● What the task asks
Throughout the listing below, copy each line containing "Song".

Top of Input material

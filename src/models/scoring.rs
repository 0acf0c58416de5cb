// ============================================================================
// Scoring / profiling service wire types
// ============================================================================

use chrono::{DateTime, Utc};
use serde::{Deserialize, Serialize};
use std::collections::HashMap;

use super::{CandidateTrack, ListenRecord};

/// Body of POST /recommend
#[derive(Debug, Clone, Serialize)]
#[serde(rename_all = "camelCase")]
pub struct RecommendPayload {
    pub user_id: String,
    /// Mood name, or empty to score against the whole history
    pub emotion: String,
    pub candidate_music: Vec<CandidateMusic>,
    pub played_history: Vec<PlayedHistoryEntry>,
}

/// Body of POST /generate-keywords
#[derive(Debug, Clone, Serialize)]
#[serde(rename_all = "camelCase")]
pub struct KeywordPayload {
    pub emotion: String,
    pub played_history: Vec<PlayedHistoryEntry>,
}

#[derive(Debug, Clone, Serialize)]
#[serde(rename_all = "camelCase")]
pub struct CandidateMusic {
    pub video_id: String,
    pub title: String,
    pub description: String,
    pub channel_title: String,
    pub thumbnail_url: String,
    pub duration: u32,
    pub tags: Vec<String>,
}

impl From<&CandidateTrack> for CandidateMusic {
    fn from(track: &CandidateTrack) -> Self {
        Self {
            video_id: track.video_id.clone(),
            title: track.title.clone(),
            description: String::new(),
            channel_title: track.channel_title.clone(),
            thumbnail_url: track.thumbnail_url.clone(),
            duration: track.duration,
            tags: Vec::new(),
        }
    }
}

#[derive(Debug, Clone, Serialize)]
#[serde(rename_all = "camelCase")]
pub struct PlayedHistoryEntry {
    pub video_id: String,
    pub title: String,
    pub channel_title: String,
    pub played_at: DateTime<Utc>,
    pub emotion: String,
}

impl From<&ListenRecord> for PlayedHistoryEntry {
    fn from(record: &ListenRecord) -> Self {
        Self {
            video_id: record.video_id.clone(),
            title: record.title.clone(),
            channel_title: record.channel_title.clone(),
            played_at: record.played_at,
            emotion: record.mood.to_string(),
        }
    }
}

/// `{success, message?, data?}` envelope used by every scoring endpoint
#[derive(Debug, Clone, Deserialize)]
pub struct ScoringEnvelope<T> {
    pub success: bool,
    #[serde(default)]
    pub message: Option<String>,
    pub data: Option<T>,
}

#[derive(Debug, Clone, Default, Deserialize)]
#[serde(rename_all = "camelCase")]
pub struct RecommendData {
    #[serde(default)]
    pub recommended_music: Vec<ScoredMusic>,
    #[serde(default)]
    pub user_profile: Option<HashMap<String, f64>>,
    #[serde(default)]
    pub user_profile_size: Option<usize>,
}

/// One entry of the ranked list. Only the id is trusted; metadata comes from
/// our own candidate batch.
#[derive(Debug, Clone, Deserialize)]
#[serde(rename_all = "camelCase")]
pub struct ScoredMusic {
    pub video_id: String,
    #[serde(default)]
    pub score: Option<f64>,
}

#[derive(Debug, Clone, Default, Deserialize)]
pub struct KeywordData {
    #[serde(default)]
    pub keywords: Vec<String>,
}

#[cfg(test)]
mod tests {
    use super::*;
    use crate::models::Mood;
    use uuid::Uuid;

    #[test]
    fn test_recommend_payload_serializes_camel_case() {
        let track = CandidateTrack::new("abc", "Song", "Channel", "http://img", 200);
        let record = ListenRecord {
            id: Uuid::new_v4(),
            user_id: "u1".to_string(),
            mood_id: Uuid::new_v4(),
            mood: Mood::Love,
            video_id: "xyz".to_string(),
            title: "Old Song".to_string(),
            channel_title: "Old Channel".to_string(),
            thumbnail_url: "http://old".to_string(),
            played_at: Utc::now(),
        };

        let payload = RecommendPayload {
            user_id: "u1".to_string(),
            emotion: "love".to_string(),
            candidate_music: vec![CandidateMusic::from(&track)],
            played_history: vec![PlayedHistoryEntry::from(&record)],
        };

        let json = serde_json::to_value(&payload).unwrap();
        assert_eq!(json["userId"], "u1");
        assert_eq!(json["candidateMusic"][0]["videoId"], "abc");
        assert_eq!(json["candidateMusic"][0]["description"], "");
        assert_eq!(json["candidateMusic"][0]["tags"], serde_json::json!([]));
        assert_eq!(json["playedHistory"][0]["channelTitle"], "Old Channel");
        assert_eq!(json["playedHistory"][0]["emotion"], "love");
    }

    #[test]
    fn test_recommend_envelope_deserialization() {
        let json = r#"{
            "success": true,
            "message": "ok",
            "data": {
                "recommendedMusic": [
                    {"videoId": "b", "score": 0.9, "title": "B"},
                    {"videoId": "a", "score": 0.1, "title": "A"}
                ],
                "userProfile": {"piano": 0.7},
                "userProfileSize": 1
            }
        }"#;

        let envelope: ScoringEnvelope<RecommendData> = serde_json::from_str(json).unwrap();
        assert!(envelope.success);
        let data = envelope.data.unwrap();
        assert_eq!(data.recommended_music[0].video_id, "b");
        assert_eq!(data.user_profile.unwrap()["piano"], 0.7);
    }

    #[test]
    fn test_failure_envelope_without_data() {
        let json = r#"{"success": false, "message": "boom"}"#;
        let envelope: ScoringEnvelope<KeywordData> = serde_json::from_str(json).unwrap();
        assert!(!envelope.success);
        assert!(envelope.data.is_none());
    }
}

Bottom of Input material
Top of Input material

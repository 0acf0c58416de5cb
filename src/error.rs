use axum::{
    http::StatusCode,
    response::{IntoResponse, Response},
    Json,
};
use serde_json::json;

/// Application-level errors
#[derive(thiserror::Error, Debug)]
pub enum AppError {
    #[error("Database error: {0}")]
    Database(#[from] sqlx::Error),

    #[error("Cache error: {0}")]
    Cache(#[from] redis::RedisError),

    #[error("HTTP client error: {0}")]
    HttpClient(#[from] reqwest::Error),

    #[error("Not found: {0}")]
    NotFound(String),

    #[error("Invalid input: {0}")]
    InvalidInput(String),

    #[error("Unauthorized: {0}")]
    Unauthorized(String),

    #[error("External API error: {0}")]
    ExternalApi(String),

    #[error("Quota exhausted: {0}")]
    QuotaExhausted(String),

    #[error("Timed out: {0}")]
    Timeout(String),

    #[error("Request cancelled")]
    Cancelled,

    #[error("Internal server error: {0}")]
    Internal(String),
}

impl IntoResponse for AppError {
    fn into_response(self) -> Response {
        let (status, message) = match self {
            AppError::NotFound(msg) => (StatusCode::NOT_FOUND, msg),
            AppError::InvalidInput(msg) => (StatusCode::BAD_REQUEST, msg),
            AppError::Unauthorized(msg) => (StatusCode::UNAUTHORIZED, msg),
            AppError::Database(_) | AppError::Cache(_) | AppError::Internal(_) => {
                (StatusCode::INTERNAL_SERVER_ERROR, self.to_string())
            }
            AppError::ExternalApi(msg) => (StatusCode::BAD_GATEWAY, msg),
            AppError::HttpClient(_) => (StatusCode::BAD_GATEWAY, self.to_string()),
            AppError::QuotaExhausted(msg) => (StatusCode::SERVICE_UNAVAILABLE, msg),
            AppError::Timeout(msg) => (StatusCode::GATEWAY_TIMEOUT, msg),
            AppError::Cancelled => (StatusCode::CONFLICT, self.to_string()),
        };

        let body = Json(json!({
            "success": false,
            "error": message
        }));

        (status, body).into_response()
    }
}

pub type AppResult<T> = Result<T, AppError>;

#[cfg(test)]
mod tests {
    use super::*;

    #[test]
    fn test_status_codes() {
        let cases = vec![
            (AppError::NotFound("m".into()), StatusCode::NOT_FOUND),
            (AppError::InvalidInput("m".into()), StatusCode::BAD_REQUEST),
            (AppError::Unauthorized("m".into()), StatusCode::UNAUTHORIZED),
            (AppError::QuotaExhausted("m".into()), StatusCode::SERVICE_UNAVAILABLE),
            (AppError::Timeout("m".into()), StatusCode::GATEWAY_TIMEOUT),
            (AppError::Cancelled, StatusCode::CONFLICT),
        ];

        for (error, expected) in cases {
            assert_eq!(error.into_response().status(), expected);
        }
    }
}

Bottom of Input material

● Task answer
        let track = CandidateTrack::new("abc", "Song", "Channel", "http://img", 200);
            title: "Old Song".to_string(),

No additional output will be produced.